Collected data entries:
[Start of section]

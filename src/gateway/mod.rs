//! Sync gateway between the review session and the review service
//!
//! This module provides:
//! - A trait for the persistence service boundary
//! - An HTTP implementation of that boundary
//! - `SyncGateway`, which orchestrates fetches and shapes payloads
//!
//! Nothing here retries on its own. Every failure is returned to the caller,
//! and repeating the reviewer action is the retry.

mod http;
#[cfg(test)]
pub(crate) mod memory;

pub use http::*;

use crate::config::Config;
use crate::error::{Error, Result};
use crate::models::{
    AnalysisDocument, DecisionsDocument, GenerateReceipt, SaveDecisionsPayload, Sermon,
    SermonUpload, Slide, SlideAnalysis, SlideDecisions,
};
use crate::review::{index_analysis, index_decisions, ApplyOutcome, ReviewData, ReviewSession};
use async_trait::async_trait;
use std::path::{Path, PathBuf};
use tracing::{debug, info};

/// Logical operations offered by the review service
#[async_trait]
pub trait ReviewBackend: Send + Sync {
    async fn list_sermons(&self) -> Result<Vec<Sermon>>;

    async fn upload_sermon(&self, upload: &SermonUpload) -> Result<Sermon>;

    async fn list_slides(&self, sermon_id: &str) -> Result<Vec<Slide>>;

    async fn get_analysis(&self, sermon_id: &str) -> Result<AnalysisDocument>;

    async fn get_decisions(&self, sermon_id: &str) -> Result<DecisionsDocument>;

    /// Analyze one slide; the result replaces any earlier analysis of it
    async fn analyze_slide(&self, sermon_id: &str, slide_number: u32) -> Result<SlideAnalysis>;

    /// Replace the stored decisions of one slide
    async fn save_decisions(
        &self,
        sermon_id: &str,
        slide_number: u32,
        payload: &SaveDecisionsPayload,
    ) -> Result<SlideDecisions>;

    /// Regenerate the presentation from persisted decisions
    async fn generate_output(&self, sermon_id: &str) -> Result<GenerateReceipt>;

    /// Fetch the regenerated presentation
    async fn download_output(&self, sermon_id: &str) -> Result<Vec<u8>>;
}

/// Create a backend based on configuration
pub fn create_backend(config: &Config) -> Result<Box<dyn ReviewBackend>> {
    let backend = HttpBackend::new(config)?;
    Ok(Box::new(backend))
}

pub struct SyncGateway {
    backend: Box<dyn ReviewBackend>,
}

impl SyncGateway {
    pub fn new(backend: Box<dyn ReviewBackend>) -> Self {
        Self { backend }
    }

    pub fn from_config(config: &Config) -> Result<Self> {
        Ok(Self::new(create_backend(config)?))
    }

    pub async fn fetch_sermons(&self) -> Result<Vec<Sermon>> {
        debug!("Fetching sermons");
        self.backend.list_sermons().await
    }

    pub async fn upload_sermon(&self, upload: &SermonUpload) -> Result<Sermon> {
        upload.validate()?;
        info!("Uploading {}", upload.file.display());
        self.backend.upload_sermon(upload).await
    }

    /// Fetch slides, analysis and decisions concurrently.
    ///
    /// Fails as a whole if any of the three requests fails.
    pub async fn fetch_review_data(&self, sermon_id: &str) -> Result<ReviewData> {
        debug!("Fetching review data for sermon {}", sermon_id);
        let (slides, analysis, decisions) = tokio::try_join!(
            self.backend.list_slides(sermon_id),
            self.backend.get_analysis(sermon_id),
            self.backend.get_decisions(sermon_id),
        )?;

        Ok(ReviewData {
            sermon_id: sermon_id.to_string(),
            slides,
            analysis: index_analysis(analysis),
            decisions: index_decisions(decisions),
        })
    }

    /// Open (or refresh) `sermon_id` in the session.
    ///
    /// On failure the session keeps whatever it held before the fetch.
    pub async fn load_review(
        &self,
        session: &mut ReviewSession,
        sermon_id: &str,
    ) -> Result<ApplyOutcome> {
        if !session.addresses(sermon_id) {
            session.open(sermon_id);
        }
        let data = self.fetch_review_data(sermon_id).await?;
        Ok(session.apply_review_data(data))
    }

    /// Run analysis on one slide and return its new suggestion set.
    ///
    /// The caller applies the result with `ReviewSession::apply_analysis`.
    pub async fn analyze_slide(&self, sermon_id: &str, slide_number: u32) -> Result<SlideAnalysis> {
        if slide_number < 1 {
            return Err(Error::SlideNotFound(slide_number));
        }
        info!("Analyzing slide {} of sermon {}", slide_number, sermon_id);
        self.backend.analyze_slide(sermon_id, slide_number).await
    }

    /// Submit the held decisions of one slide, replacing what is stored.
    ///
    /// Undecided entries are never sent. On success the caller marks the
    /// slide saved with `ReviewSession::mark_saved`.
    pub async fn save_decisions(
        &self,
        session: &ReviewSession,
        slide_number: u32,
    ) -> Result<SlideDecisions> {
        let sermon_id = session.sermon_id().ok_or(Error::NoSermonSelected)?;
        let payload = session.decision_payload(slide_number)?;
        info!(
            "Saving {} decision(s) for slide {} of sermon {}",
            payload.decisions.len(),
            slide_number,
            sermon_id
        );
        self.backend
            .save_decisions(sermon_id, slide_number, &payload)
            .await
    }

    /// Regenerate the presentation from persisted decisions only.
    ///
    /// Unsaved in-memory decisions are not included.
    pub async fn generate_output(&self, sermon_id: &str) -> Result<GenerateReceipt> {
        info!("Generating updated presentation for sermon {}", sermon_id);
        self.backend.generate_output(sermon_id).await
    }

    /// Download the regenerated presentation into `dir`
    pub async fn download_output(&self, sermon_id: &str, dir: &Path) -> Result<PathBuf> {
        let bytes = self.backend.download_output(sermon_id).await?;
        tokio::fs::create_dir_all(dir).await?;
        let path = dir.join(format!("{}-updated.pptx", sermon_id));
        tokio::fs::write(&path, &bytes).await?;
        info!("Wrote {} bytes to {}", bytes.len(), path.display());
        Ok(path)
    }
}

#[cfg(test)]
mod tests {
    use super::memory::MemoryBackend;
    use super::*;
    use crate::models::{DecisionEntry, DecisionKind, Suggestion};
    use crate::review::{DecisionAction, Navigator};

    fn suggestion(id: &str, proposed: &str) -> Suggestion {
        Suggestion {
            id: id.to_string(),
            category: "grammar".to_string(),
            original: "Fixd text".to_string(),
            proposed: proposed.to_string(),
            explanation: None,
            confidence: None,
        }
    }

    fn gateway_for(backend: &MemoryBackend) -> SyncGateway {
        SyncGateway::new(Box::new(backend.clone()))
    }

    #[tokio::test]
    async fn test_analyze_accept_save_scenario() {
        let backend = MemoryBackend::with_sermon("abc", 3);
        backend.set_analysis_result("abc", 2, vec![suggestion("s1", "Fixed text")]);
        let gateway = gateway_for(&backend);

        let mut session = ReviewSession::new();
        let outcome = gateway.load_review(&mut session, "abc").await.unwrap();
        assert_eq!(outcome, ApplyOutcome::Applied);
        assert!(Navigator::new(&mut session).select_slide(2));

        let analysis = gateway.analyze_slide("abc", 2).await.unwrap();
        assert_eq!(session.apply_analysis("abc", analysis), ApplyOutcome::Applied);

        let current = session.current().unwrap();
        assert_eq!(current.suggestions.len(), 1);
        assert!(!current.suggestions[0].is_decided());

        session.decide(2, "s1", DecisionAction::Accept).unwrap();
        gateway.save_decisions(&session, 2).await.unwrap();

        let sent = backend.last_payload().unwrap();
        assert_eq!(
            serde_json::to_value(&sent).unwrap(),
            serde_json::json!({
                "decisions": [{"suggestionId": "s1", "decision": "accepted", "finalText": null}]
            })
        );
    }

    #[tokio::test]
    async fn test_saved_decisions_round_trip() {
        let backend = MemoryBackend::with_sermon("abc", 1);
        backend.set_analysis_result(
            "abc",
            1,
            vec![
                suggestion("a", "A"),
                suggestion("r", "R"),
                suggestion("e", "E"),
            ],
        );
        let gateway = gateway_for(&backend);

        let mut session = ReviewSession::new();
        let _ = gateway.load_review(&mut session, "abc").await.unwrap();
        let analysis = gateway.analyze_slide("abc", 1).await.unwrap();
        let _ = session.apply_analysis("abc", analysis);

        session.decide(1, "a", DecisionAction::Accept).unwrap();
        session.decide(1, "r", DecisionAction::Reject).unwrap();
        session.decide(1, "e", DecisionAction::Edit(None)).unwrap();
        session
            .decide(1, "e", DecisionAction::SetText("X".into()))
            .unwrap();
        gateway.save_decisions(&session, 1).await.unwrap();
        let _ = session.mark_saved("abc", 1);

        let data = gateway.fetch_review_data("abc").await.unwrap();
        let held = &data.decisions["abc:1"];
        assert_eq!(held.len(), 3);
        assert_eq!(held["a"].decision, Some(DecisionKind::Accepted));
        assert_eq!(held["r"].decision, Some(DecisionKind::Rejected));
        assert_eq!(held["e"].decision, Some(DecisionKind::Edited));
        assert_eq!(held["e"].final_text, "X");

        let mut fresh = ReviewSession::new();
        let _ = gateway.load_review(&mut fresh, "abc").await.unwrap();
        assert_eq!(
            fresh.decision_payload(1).unwrap(),
            session.decision_payload(1).unwrap()
        );
    }

    #[tokio::test]
    async fn test_saving_twice_is_idempotent() {
        let backend = MemoryBackend::with_sermon("abc", 2);
        backend.set_analysis_result("abc", 2, vec![suggestion("s1", "Fixed text")]);
        let gateway = gateway_for(&backend);

        let mut session = ReviewSession::new();
        let _ = gateway.load_review(&mut session, "abc").await.unwrap();
        let analysis = gateway.analyze_slide("abc", 2).await.unwrap();
        let _ = session.apply_analysis("abc", analysis);
        session.decide(2, "s1", DecisionAction::Reject).unwrap();

        gateway.save_decisions(&session, 2).await.unwrap();
        let once = backend.persisted_decisions("abc");
        gateway.save_decisions(&session, 2).await.unwrap();
        let twice = backend.persisted_decisions("abc");

        assert_eq!(once, twice);
        assert_eq!(twice.slides.len(), 1);
        assert_eq!(twice.slides[0].decisions.len(), 1);
    }

    #[tokio::test]
    async fn test_save_only_touches_requested_slide() {
        let backend = MemoryBackend::with_sermon("abc", 2);
        backend.set_analysis_result("abc", 1, vec![suggestion("a", "A")]);
        backend.set_analysis_result("abc", 2, vec![suggestion("b", "B")]);
        let gateway = gateway_for(&backend);

        let mut session = ReviewSession::new();
        let _ = gateway.load_review(&mut session, "abc").await.unwrap();
        for n in 1..=2 {
            let analysis = gateway.analyze_slide("abc", n).await.unwrap();
            let _ = session.apply_analysis("abc", analysis);
        }
        session.decide(1, "a", DecisionAction::Accept).unwrap();
        session.decide(2, "b", DecisionAction::Accept).unwrap();

        gateway.save_decisions(&session, 2).await.unwrap();
        let persisted = backend.persisted_decisions("abc");
        assert_eq!(persisted.slides.len(), 1);
        assert_eq!(persisted.slides[0].slide_id, "abc:2");
    }

    #[tokio::test]
    async fn test_failed_fetch_leaves_session_untouched() {
        let backend = MemoryBackend::with_sermon("abc", 3);
        let gateway = gateway_for(&backend);

        let mut session = ReviewSession::new();
        let _ = gateway.load_review(&mut session, "abc").await.unwrap();
        Navigator::new(&mut session).select_slide(3);
        let revision = session.revision();

        backend.fail_decisions_fetch(true);
        let err = gateway.load_review(&mut session, "abc").await.unwrap_err();
        assert!(err.is_remote());
        assert_eq!(session.slide_count(), 3);
        assert_eq!(session.selected_number(), Some(3));
        assert_eq!(session.revision(), revision);
    }

    #[tokio::test]
    async fn test_generate_uses_persisted_decisions_only() {
        let backend = MemoryBackend::with_sermon("abc", 1);
        backend.set_analysis_result("abc", 1, vec![suggestion("s1", "Fixed text")]);
        let gateway = gateway_for(&backend);

        let mut session = ReviewSession::new();
        let _ = gateway.load_review(&mut session, "abc").await.unwrap();
        let analysis = gateway.analyze_slide("abc", 1).await.unwrap();
        let _ = session.apply_analysis("abc", analysis);
        session.decide(1, "s1", DecisionAction::Accept).unwrap();

        gateway.generate_output("abc").await.unwrap();
        assert_eq!(backend.last_generated_from("abc"), Some(Vec::new()));

        gateway.save_decisions(&session, 1).await.unwrap();
        gateway.generate_output("abc").await.unwrap();
        assert_eq!(
            backend.last_generated_from("abc"),
            Some(vec![DecisionEntry {
                suggestion_id: "s1".into(),
                decision: DecisionKind::Accepted,
                final_text: None,
            }])
        );
    }

    #[tokio::test]
    async fn test_save_without_sermon() {
        let backend = MemoryBackend::default();
        let gateway = gateway_for(&backend);
        let session = ReviewSession::new();
        assert!(matches!(
            gateway.save_decisions(&session, 1).await,
            Err(Error::NoSermonSelected)
        ));
        assert!(backend.last_payload().is_none());
    }

    #[tokio::test]
    async fn test_upload_rejects_non_pptx_before_sending() {
        let backend = MemoryBackend::default();
        let gateway = gateway_for(&backend);
        let upload = SermonUpload {
            sermon_name: "Hope".into(),
            series_name: None,
            week_or_date: None,
            pastor_name: None,
            file: PathBuf::from("notes.pdf"),
        };
        assert!(matches!(
            gateway.upload_sermon(&upload).await,
            Err(Error::UnsupportedFile(_))
        ));
        assert!(gateway.fetch_sermons().await.unwrap().is_empty());
    }
}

[End of section]

▸ Exercise requirements
Every line that holds the word "ReviewBackend" should be copied from the records.

▸ Your response
pub trait ReviewBackend: Send + Sync {
pub fn create_backend(config: &Config) -> Result<Box<dyn ReviewBackend>> {
    backend: Box<dyn ReviewBackend>,
    pub fn new(backend: Box<dyn ReviewBackend>) -> Self {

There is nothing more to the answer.